Although FBI analysts had no way of knowing how unique the microscopic characteristics of hair are, the chances that two hairs could “match” randomly, or how accurate they were at associating hairs, the review of their testimony found that they routinely overstated the strength of their conclusions by stating or implying that an evidentiary hair could be associated with an individual to the exclusion of all others assigning a statistical weight to the association using their own experience in the lab, citing the number of hairs they themselves associated in place of a valid statistical weight, Norman L. Reimer, “The Hair Microscopy Review Project: An Historic Breakthrough for Law Enforcement and a Daunting Challenge for the Defense Bar,” The Champion (2013) (last visited August 11, 2018).

The effect of this erroneous testimony is not limited to cases in which FBI analysts actually testified. The FBI also trained thousands of state and local analysts to conduct hair comparison and testify. Analysts from at least 48 states, including Pennsylvania, were trained over a period of thirty years.

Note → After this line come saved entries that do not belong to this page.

use chrono::NaiveDateTime;
use diesel::prelude::*;

use crate::domain::loyalty::{
    LevelHistoryEntry as DomainLevelHistoryEntry, PointHistoryEntry as DomainPointHistoryEntry,
};

#[derive(Debug, Clone, Identifiable, Queryable, Selectable)]
#[diesel(table_name = crate::schema::point_history)]
pub struct PointHistoryEntry {
    pub id: i32,
    pub customer_id: i32,
    pub points: i32,
    pub event: String,
    pub related_id: Option<i32>,
    pub created_at: NaiveDateTime,
}

#[derive(Insertable)]
#[diesel(table_name = crate::schema::point_history)]
pub struct NewPointHistoryEntry<'a> {
    pub customer_id: i32,
    pub points: i32,
    pub event: &'a str,
    pub related_id: Option<i32>,
}

#[derive(Debug, Clone, Identifiable, Queryable, Selectable)]
#[diesel(table_name = crate::schema::level_history)]
pub struct LevelHistoryEntry {
    pub id: i32,
    pub customer_id: i32,
    pub old_level: String,
    pub new_level: String,
    pub points: i32,
    pub changed_at: NaiveDateTime,
}

#[derive(Insertable)]
#[diesel(table_name = crate::schema::level_history)]
pub struct NewLevelHistoryEntry<'a> {
    pub customer_id: i32,
    pub old_level: &'a str,
    pub new_level: &'a str,
    pub points: i32,
}

impl From<PointHistoryEntry> for DomainPointHistoryEntry {
    fn from(value: PointHistoryEntry) -> Self {
        Self {
            id: value.id,
            customer_id: value.customer_id,
            points: value.points,
            event: value.event.as_str().into(),
            related_id: value.related_id,
            created_at: value.created_at,
        }
    }
}

impl From<LevelHistoryEntry> for DomainLevelHistoryEntry {
    fn from(value: LevelHistoryEntry) -> Self {
        Self {
            id: value.id,
            customer_id: value.customer_id,
            old_level: value.old_level.as_str().into(),
            new_level: value.new_level.as_str().into(),
            points: value.points,
            changed_at: value.changed_at,
        }
    }
}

The same pattern of erroneous testimony has led to an exoneration in North Carolina, and reviews of state lab work in Montana, Washington D.C., Texas, and Iowa, among others, Hsu, Spencer “Review of FBI forensics does not extend to federally trained state, local examiners,” Washington Post, 2012.

The Pennsylvania Supreme Court decided in November 2017 that defendants convicted based on microscopic hair comparison testimony who filed petitions under the Post-Conviction Relief Act (PCRA) within 60 days of the April 20, 2015, admission of error by the FBI have a timely new facts exception to the PCRA's new evidence bar, see Commonwealth v. Chmiel, 173 A.3d 617 (Pa. 2017). A handful of PCRA cases have since been remanded for consideration on the merits of the new evidence.

The problems that plagued hair comparison plague all pattern and comparison disciplines—even the vaulted fingerprint analysis. As these cases wind their way through the courts it's important to keep in mind the lessons from the NAS and PCAST reports and encourage judges to analyze the foundational validity of the discipline, as well as validity as applied by an individual analyst, rather than simply relying on precedent for admission.

Amelia Maxfield joined the staff of the Pennsylvania Innocence Project in February. She is completing a two-year fellowship focusing on litigating flawed forensic science cases. Prior to joining the staff, Maxfield was a public defender, and former post-conviction counsel for the National Association of Criminal Defense Lawyers where she helped manage the FBI microscopic hair comparison review.